A functioning parody of existing economical processes gives people the hope that there's a better economic system right around the corner. Maybe we just have to collectively sort of stumble into it.
Of course, it's only that simple if you have a simplified view of human creativity. But that's OK, too. Every invention that truly revolutionized our way of life was a somewhat accidental result of thousands upon thousands person-hours of organized research. And that's exactly what we're doing here - about as haphazardly as virtually any other kind of software development, but at the same time crowdfunded on a global scale.
Today, we're offering people the same sort of economic "junk food" that the current system has gotten them addicted to for the better part of the 20th century. Tomorrow, someone finally sneaks distributed consensus technology into the mainstream, and makes the world a little less corrupt.
Can you give an example of the proprietary entity you're referring to? I was curious so I took a short course that covered minting NFTs with Solidity, and the way it seemed to work is that the JSON strings (which contain the base64 encoded image) are stored (as an ERC-721 token) on the Ethereum blockchain. Eg. you can see a random such token here: https://rinkeby.etherscan.io/token/0x6b96751051cd25c29cdcea7...

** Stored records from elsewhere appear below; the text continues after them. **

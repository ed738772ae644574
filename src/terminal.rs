//! The local controlling terminal.

use std::io::Write;

use crossterm::terminal::{disable_raw_mode, enable_raw_mode, is_raw_mode_enabled, size};
use thiserror::Error;

/// Size used when the local terminal cannot be queried.
pub const FALLBACK_SIZE: (u16, u16) = (80, 24);

#[derive(Error, Debug)]
pub enum TerminalError {
    #[error("failed to enable raw mode: {0}")]
    EnableRawMode(#[source] std::io::Error),

    #[error("failed to query terminal size: {0}")]
    Size(#[source] std::io::Error),

    #[error("failed to write to terminal: {0}")]
    Write(#[source] std::io::Error),
}

/// RAII guard for terminal raw mode.
///
/// Raw mode turns off line buffering and echo so every keystroke (Ctrl+C
/// included) reaches us first. Dropping the guard, even while unwinding,
/// restores cooked mode. If raw mode was already on, the guard leaves it on.
pub struct RawModeGuard {
    restore: bool,
}

impl RawModeGuard {
    pub fn new() -> Result<Self, TerminalError> {
        let already = is_raw_mode_enabled().unwrap_or(false);
        if !already {
            enable_raw_mode().map_err(TerminalError::EnableRawMode)?;
        }
        Ok(Self { restore: !already })
    }
}

impl Drop for RawModeGuard {
    fn drop(&mut self) {
        if self.restore {
            if let Err(err) = disable_raw_mode() {
                tracing::warn!(?err, "failed to restore terminal mode");
            }
        }
    }
}

/// Current terminal size as `(cols, rows)`, the order the pty controller takes.
pub fn terminal_size() -> Result<(u16, u16), TerminalError> {
    let (cols, rows) = size().map_err(TerminalError::Size)?;
    Ok((cols, rows))
}

/// [`terminal_size`], or [`FALLBACK_SIZE`] when stdout is not a terminal or
/// reports a zero dimension.
pub fn terminal_size_or_default() -> (u16, u16) {
    match terminal_size() {
        Ok((cols, rows)) if cols > 0 && rows > 0 => (cols, rows),
        Ok(_) => FALLBACK_SIZE,
        Err(err) => {
            tracing::debug!(%err, "using fallback terminal size");
            FALLBACK_SIZE
        }
    }
}

/// Write bytes to stdout and flush.
pub fn write_stdout(data: &[u8]) -> Result<(), TerminalError> {
    let mut stdout = std::io::stdout().lock();
    stdout.write_all(data).map_err(TerminalError::Write)?;
    stdout.flush().map_err(TerminalError::Write)
}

The only proprietary entity involved in that process seems to be Alchemy. My understanding of them is a bit vague but they seem to just help with making miners aware of the new contract and getting it distributed. But that's just the contract, once it's deployed it's nothing to do with them and the NFTs AFAIK don't pass through them at all.
Maybe a stupid question, but where do I find the base64 encoded image in your linked token? The only thing I can see is a transaction moving it from one address to another, the contract bytecode (which I guess might encode an image but its definitely not obvious[1]) and the "extra data" hex in the transaction (that doesn't appear to be an encoded image either, from what I can tell).

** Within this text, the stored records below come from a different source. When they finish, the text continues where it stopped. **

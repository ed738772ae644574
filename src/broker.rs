//! Output fan-out for one session.
//!
//! The [`OutputBroadcaster`] owns everything the read loop and the attach
//! path must agree on: the history buffer, the channel membership and sinks,
//! the scan window and the block policy. All of it sits behind one lock, so
//! an attaching channel sees its replay strictly before any live chunk
//! produced after it, and every channel sees chunks in production order.

use std::collections::HashMap;
use std::sync::Arc;
use std::time::Duration;

use bytes::Bytes;
use parking_lot::Mutex;
use serde::Serialize;
use thiserror::Error;
use tokio::sync::mpsc::error::TrySendError;

use crate::buffer::SessionBuffer;
use crate::channel::{split_chunks, ChannelEvent, ChannelId, ChannelMessage, ChannelSink, CloseReason};
use crate::input::Gesture;
use crate::membership::{ChannelMembership, Departure};
use crate::policy::{BlockPolicy, BlockState, InputDecision};
use crate::scanner::{merge_verdicts, AdvisoryScanner, OutputClassifier, ScanVerdict, ScanWindow};

#[derive(Error, Debug, Clone, Copy, PartialEq, Eq)]
pub enum BroadcastError {
    #[error("session is closed")]
    Closed,
    #[error("channel is not attached")]
    NotAttached,
}

/// Where a chunk of channel input should go.
#[derive(Debug, Clone, Copy, PartialEq, Eq, Serialize)]
#[serde(rename_all = "snake_case")]
pub enum InputRoute {
    /// Deliver to the child.
    Forward,
    /// Sender is an observer; accepted and discarded.
    Dropped,
    /// Consumed by the block policy.
    Intercepted,
}

/// Outcome of an attach.
#[derive(Debug, Clone, PartialEq, Eq)]
pub struct Attached {
    pub primary: bool,
    pub replayed: usize,
    pub block_state: BlockState,
}

/// Point-in-time view for snapshots.
#[derive(Debug, Clone, PartialEq, Eq, Serialize)]
pub struct BroadcastStats {
    pub channels: usize,
    pub primary: Option<ChannelId>,
    pub buffer_bytes: usize,
    pub total_bytes: u64,
    pub block_state: BlockState,
    pub block_reason: Option<String>,
}

/// Optional external classifier and its time budget.
#[derive(Clone)]
pub struct Advisory {
    pub scanner: Arc<dyn AdvisoryScanner>,
    pub timeout: Duration,
}

impl std::fmt::Debug for Advisory {
    fn fmt(&self, f: &mut std::fmt::Formatter<'_>) -> std::fmt::Result {
        f.debug_struct("Advisory").field("timeout", &self.timeout).finish_non_exhaustive()
    }
}

#[derive(Debug)]
struct State {
    buffer: SessionBuffer,
    membership: ChannelMembership,
    sinks: HashMap<ChannelId, ChannelSink>,
    policy: BlockPolicy,
    window: ScanWindow,
    closed: bool,
    /// Set when dropping a stalled channel left nobody attached.
    emptied: bool,
}

#[derive(Debug)]
pub struct OutputBroadcaster {
    session: String,
    state: Mutex<State>,
    scanner: Option<Arc<dyn OutputClassifier>>,
    advisory: Option<Advisory>,
    gesture: Gesture,
    chunk_size: usize,
}

impl OutputBroadcaster {
    pub fn new(
        session: impl Into<String>,
        buffer: SessionBuffer,
        window: ScanWindow,
        chunk_size: usize,
        gesture: Gesture,
    ) -> Self {
        Self {
            session: session.into(),
            state: Mutex::new(State {
                buffer,
                membership: ChannelMembership::new(),
                sinks: HashMap::new(),
                policy: BlockPolicy::new(),
                window,
                closed: false,
                emptied: false,
            }),
            scanner: None,
            advisory: None,
            gesture,
            chunk_size,
        }
    }

    pub fn with_scanner(mut self, scanner: Arc<dyn OutputClassifier>) -> Self {
        self.scanner = Some(scanner);
        self
    }

    pub fn with_advisory(mut self, advisory: Advisory) -> Self {
        self.advisory = Some(advisory);
        self
    }

    pub fn session(&self) -> &str {
        &self.session
    }

    pub fn gesture(&self) -> &Gesture {
        &self.gesture
    }

    /// Append a chunk from the child, scan it and fan it out.
    pub fn publish(self: &Arc<Self>, chunk: Bytes) {
        if chunk.is_empty() {
            return;
        }
        let mut state = self.state.lock();
        if state.closed {
            return;
        }
        state.buffer.append(&chunk);

        let mut scanned = None;
        let mut block_event = None;
        if let Some(scanner) = &self.scanner {
            let (text, from) = state.window.feed(&chunk);
            let verdict = std::panic::catch_unwind(std::panic::AssertUnwindSafe(|| {
                scanner.classify(&text, from)
            }))
            .unwrap_or_else(|panic| {
                tracing::error!(session = %self.session, ?panic, "scanner panicked, passing output through");
                ScanVerdict::safe()
            });
            if !verdict.is_safe() {
                tracing::debug!(
                    session = %self.session,
                    severity = %verdict.severity,
                    markers = ?verdict.markers,
                    "scanner match"
                );
            }
            block_event = state.policy.on_verdict(&verdict, &self.gesture);
            scanned = Some((text, verdict));
        }

        for piece in split_chunks(&chunk, self.chunk_size) {
            self.fan_out(&mut state, ChannelEvent::Output(piece));
        }
        if let Some(event) = block_event {
            tracing::warn!(
                session = %self.session,
                reason = state.policy.reason().unwrap_or_default(),
                "input blocked"
            );
            self.fan_out(&mut state, event);
        }
        drop(state);

        if let (Some(advisory), Some((text, local))) = (&self.advisory, scanned) {
            // A local block already decides the outcome.
            if !local.should_block && !text.trim().is_empty() {
                self.request_advice(advisory.clone(), text, local);
            }
        }
    }

    /// Ask the external classifier off the hot path and apply its verdict
    /// when it arrives.
    fn request_advice(self: &Arc<Self>, advisory: Advisory, text: String, local: ScanVerdict) {
        let this = Arc::clone(self);
        tokio::spawn(async move {
            match tokio::time::timeout(advisory.timeout, advisory.scanner.advise(&text)).await {
                Ok(Ok(external)) => {
                    let merged = merge_verdicts(&local, &external);
                    this.apply_verdict(&merged);
                }
                Ok(Err(err)) => {
                    tracing::warn!(session = %this.session, %err, "advisory scan failed");
                }
                Err(_) => {
                    tracing::warn!(
                        session = %this.session,
                        timeout_ms = advisory.timeout.as_millis() as u64,
                        "advisory scan timed out"
                    );
                }
            }
        });
    }

    /// Apply a verdict produced outside the read loop.
    pub fn apply_verdict(&self, verdict: &ScanVerdict) {
        let mut state = self.state.lock();
        if state.closed {
            return;
        }
        if let Some(event) = state.policy.on_verdict(verdict, &self.gesture) {
            tracing::warn!(
                session = %self.session,
                reason = state.policy.reason().unwrap_or_default(),
                "input blocked by late verdict"
            );
            self.fan_out(&mut state, event);
        }
    }

    /// Attach a channel and deliver the history replay to it alone.
    ///
    /// Re-attaching an attached channel replaces its sink, as after a
    /// reconnect.
    pub fn attach(&self, channel: ChannelId, sink: ChannelSink) -> Result<Attached, BroadcastError> {
        let mut state = self.state.lock();
        if state.closed {
            return Err(BroadcastError::Closed);
        }
        if !state.membership.attach(channel.clone()) {
            tracing::debug!(session = %self.session, channel = %channel, "channel re-attached");
        }

        let history = state.buffer.snapshot();
        let replayed = history.len();
        if !history.is_empty() {
            self.send(&sink, ChannelEvent::Replay(split_chunks(&history, self.chunk_size)));
        }
        if let Some(event) = state.policy.current_event(&self.gesture) {
            self.send(&sink, event);
        }
        state.sinks.insert(channel.clone(), sink);

        Ok(Attached {
            primary: state.membership.is_primary(&channel),
            replayed,
            block_state: state.policy.state(),
        })
    }

    pub fn detach(&self, channel: &ChannelId) -> Option<Departure> {
        let mut state = self.state.lock();
        state.sinks.remove(channel);
        let departure = state.membership.detach(channel)?;
        if let Some(primary) = &departure.new_primary {
            tracing::info!(session = %self.session, channel = %primary, "primary reassigned");
        }
        Some(departure)
    }

    pub fn focus(&self, channel: &ChannelId) -> Result<(), BroadcastError> {
        let mut state = self.state.lock();
        if state.closed {
            return Err(BroadcastError::Closed);
        }
        if state.membership.focus(channel) {
            Ok(())
        } else {
            Err(BroadcastError::NotAttached)
        }
    }

    /// Decide what happens to input from `channel`.
    ///
    /// Observer input is dropped. Primary input goes through the block
    /// policy, which may swallow it and push banners.
    pub fn route_input(&self, channel: &ChannelId, data: &[u8]) -> Result<InputRoute, BroadcastError> {
        let mut state = self.state.lock();
        if state.closed {
            return Err(BroadcastError::Closed);
        }
        if !state.membership.contains(channel) {
            return Err(BroadcastError::NotAttached);
        }
        if !state.membership.is_primary(channel) {
            return Ok(InputRoute::Dropped);
        }

        match state.policy.handle_input(data, &self.gesture) {
            InputDecision::Forward => Ok(InputRoute::Forward),
            InputDecision::Reject { .. } => {
                if let Some(event) = state.policy.current_event(&self.gesture) {
                    let stalled = state.sinks.get(channel).is_some_and(|sink| !self.send(sink, event));
                    if stalled {
                        self.evict(&mut state, channel);
                    }
                }
                Ok(InputRoute::Intercepted)
            }
            InputDecision::Transition { from, to, event } => {
                tracing::info!(session = %self.session, channel = %channel, %from, %to, "block state changed");
                self.fan_out(&mut state, event);
                Ok(InputRoute::Intercepted)
            }
        }
    }

    /// Feed the unlock gesture on behalf of `actor`.
    pub fn unlock_gesture(&self, actor: &ChannelId) -> Result<BlockState, BroadcastError> {
        let gesture = self.gesture.bytes().to_vec();
        self.route_input(actor, &gesture)?;
        Ok(self.block_state())
    }

    /// Send the closure sentinel to every channel and drop them all.
    /// Only the first call has any effect.
    pub fn close(&self, reason: CloseReason) -> bool {
        let mut state = self.state.lock();
        if state.closed {
            return false;
        }
        state.closed = true;
        self.fan_out(&mut state, ChannelEvent::Closed(reason));
        state.membership.clear();
        state.sinks.clear();
        state.window.reset();
        true
    }

    pub fn is_closed(&self) -> bool {
        self.state.lock().closed
    }

    pub fn block_state(&self) -> BlockState {
        self.state.lock().policy.state()
    }

    pub fn channel_count(&self) -> usize {
        self.state.lock().membership.len()
    }

    pub fn is_primary(&self, channel: &ChannelId) -> bool {
        self.state.lock().membership.is_primary(channel)
    }

    pub fn history(&self) -> Bytes {
        self.state.lock().buffer.snapshot()
    }

    pub fn stats(&self) -> BroadcastStats {
        let state = self.state.lock();
        BroadcastStats {
            channels: state.membership.len(),
            primary: state.membership.primary().cloned(),
            buffer_bytes: state.buffer.len(),
            total_bytes: state.buffer.total_appended(),
            block_state: state.policy.state(),
            block_reason: state.policy.reason().map(str::to_string),
        }
    }

    /// Whether dropping a stalled channel has left the session without
    /// channels since the last call.
    pub fn take_emptied(&self) -> bool {
        std::mem::take(&mut self.state.lock().emptied)
    }

    /// Send to members in attach order. Channels whose queue is full are
    /// dropped afterwards.
    fn fan_out(&self, state: &mut State, event: ChannelEvent) {
        let mut stalled = Vec::new();
        for channel in state.membership.members() {
            if let Some(sink) = state.sinks.get(channel) {
                if !self.send(sink, event.clone()) {
                    stalled.push(channel.clone());
                }
            }
        }
        for channel in stalled {
            self.evict(state, &channel);
        }
    }

    /// Drop a channel that stopped reading. Its receiver ends once the
    /// queued messages are consumed.
    fn evict(&self, state: &mut State, channel: &ChannelId) {
        state.sinks.remove(channel);
        let Some(departure) = state.membership.detach(channel) else {
            return;
        };
        tracing::warn!(session = %self.session, channel = %channel, "channel queue full, dropping channel");
        if let Some(primary) = &departure.new_primary {
            tracing::info!(session = %self.session, channel = %primary, "primary reassigned");
        }
        if departure.now_empty {
            state.emptied = true;
        }
    }

    /// Queue one message. Returns `false` only when the channel's queue is
    /// full; a dropped receiver is left for the transport to detach.
    fn send(&self, sink: &ChannelSink, event: ChannelEvent) -> bool {
        let message = ChannelMessage {
            session: self.session.clone(),
            event,
        };
        match sink.try_send(message) {
            Ok(()) => true,
            Err(TrySendError::Full(_)) => false,
            Err(TrySendError::Closed(_)) => {
                tracing::debug!(session = %self.session, "channel receiver dropped");
                true
            }
        }
    }
}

I'm probably missing something, so if you could let me know where to look, that'd be nice!
The contract has no mention of opensea, so they must be reading it from the blockchain somehow - but I guess etherscan doesn't display these tokens in a similar way for some reason. It's all pretty new to me and I definitely don't have a super joined up understanding of it all!

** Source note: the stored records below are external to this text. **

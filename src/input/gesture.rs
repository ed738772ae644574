//! The unlock gesture: a single configurable keystroke.

use thiserror::Error;

use super::keys::parse_key;

#[derive(Debug, Error, PartialEq, Eq)]
pub enum GestureError {
    #[error("empty gesture")]
    Empty,
    #[error("unsupported modifier in gesture: {0}")]
    UnsupportedModifier(String),
    #[error("no control code for ctrl+{0}")]
    NoControlCode(String),
    #[error("unrecognized key in gesture: {0}")]
    UnknownKey(String),
}

/// A key spec such as `ctrl+]`, `esc` or `q`, resolved to the bytes the
/// terminal sends for it.
#[derive(Debug, Clone, PartialEq, Eq)]
pub struct Gesture {
    spec: String,
    bytes: Vec<u8>,
}

impl Gesture {
    pub fn parse(spec: &str) -> Result<Self, GestureError> {
        let trimmed = spec.trim();
        if trimmed.is_empty() {
            return Err(GestureError::Empty);
        }

        let bytes = match trimmed.split_once('+') {
            // `+` on its own is a printable key, not a separator.
            Some((modifier, key)) if !modifier.is_empty() => {
                if !modifier.eq_ignore_ascii_case("ctrl") {
                    return Err(GestureError::UnsupportedModifier(modifier.to_string()));
                }
                vec![control_code(key)?]
            }
            _ => {
                let lower = trimmed.to_ascii_lowercase();
                if lower == "esc" || lower == "escape" {
                    vec![0x1b]
                } else {
                    let mut chars = trimmed.chars();
                    match (chars.next(), chars.next()) {
                        (Some(c), None) if c.is_ascii_graphic() || c == ' ' => vec![c as u8],
                        _ => return Err(GestureError::UnknownKey(trimmed.to_string())),
                    }
                }
            }
        };

        Ok(Self {
            spec: trimmed.to_string(),
            bytes,
        })
    }

    /// Exact match: the input chunk must be the gesture and nothing else.
    pub fn matches(&self, data: &[u8]) -> bool {
        data == self.bytes.as_slice()
    }

    pub fn bytes(&self) -> &[u8] {
        &self.bytes
    }

    pub fn spec(&self) -> &str {
        &self.spec
    }

    /// Human label for banners, e.g. `Ctrl+]`.
    pub fn label(&self) -> String {
        parse_key(&self.bytes)
            .label()
            .unwrap_or_else(|| self.spec.clone())
    }
}

impl Default for Gesture {
    fn default() -> Self {
        Self {
            spec: "ctrl+]".to_string(),
            bytes: vec![0x1d],
        }
    }
}

fn control_code(key: &str) -> Result<u8, GestureError> {
    let mut chars = key.chars();
    let c = match (chars.next(), chars.next()) {
        (Some(c), None) => c,
        _ => return Err(GestureError::NoControlCode(key.to_string())),
    };
    match c.to_ascii_lowercase() {
        l @ 'a'..='z' => Ok(l as u8 - b'a' + 1),
        '@' | ' ' => Ok(0x00),
        '[' => Ok(0x1b),
        '\\' => Ok(0x1c),
        ']' => Ok(0x1d),
        '^' => Ok(0x1e),
        '_' => Ok(0x1f),
        _ => Err(GestureError::NoControlCode(key.to_string())),
    }
}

To query the URI of your tokens through your contract, you need to interact with its ABI through code; alternatively, you can upload the ABI to Etherscan, which will provide a UI to query it.
You can use the URI to store base64 encoded image or svg data, and that is super cool; but will be too expensive for larger images, at which point you will link to an IPFS-hosted url.
Ah thankyou! In that course we did write a web frontend that interacts with the contract ABI to mint the NFTs, but we didn’t do the display side. I’m curious how opensea are doing it, because they can display NFTs from my contract without me ever giving them the ABI. Can you go from decompiled contract (like etherscan can generate) -> ABI maybe?
When you are implementing an NFT, you are likely implementing either the ERC 721 or the ERC 1155 interfaces; as such, certain standard functions will be available using a standard ABI call.
So OpenSea will just try to call `tokenURI`; if you have implemented the interface correctly, that will succeed, if not, OpenSea will not show a placeholder image.
No thats confusing one possible technical implementation with the concept, there are other ways to solve that. Thats like saying a Picasso painting is just a specific canvas with som paint on.
You are wrong. The JSON data is metadata and is optional. Also, you’re still not refuting GP’s explanation. If you can understand why people buy baseball cards, you can understand NFTs
NFTs are a JSON string on a proprietary entity that point to the image of a baseball card. The image can be viewed by everyone. The bragging rights of owning a JSON string depend heavily on whether or not the proprietary entity will become the dominant player in the I own a JSON string-world.
This also has zero to do with blockchains. The proprietary entity could've used any database they wanted.
It's all a ridiculous scam, but have fun trading JSON strings.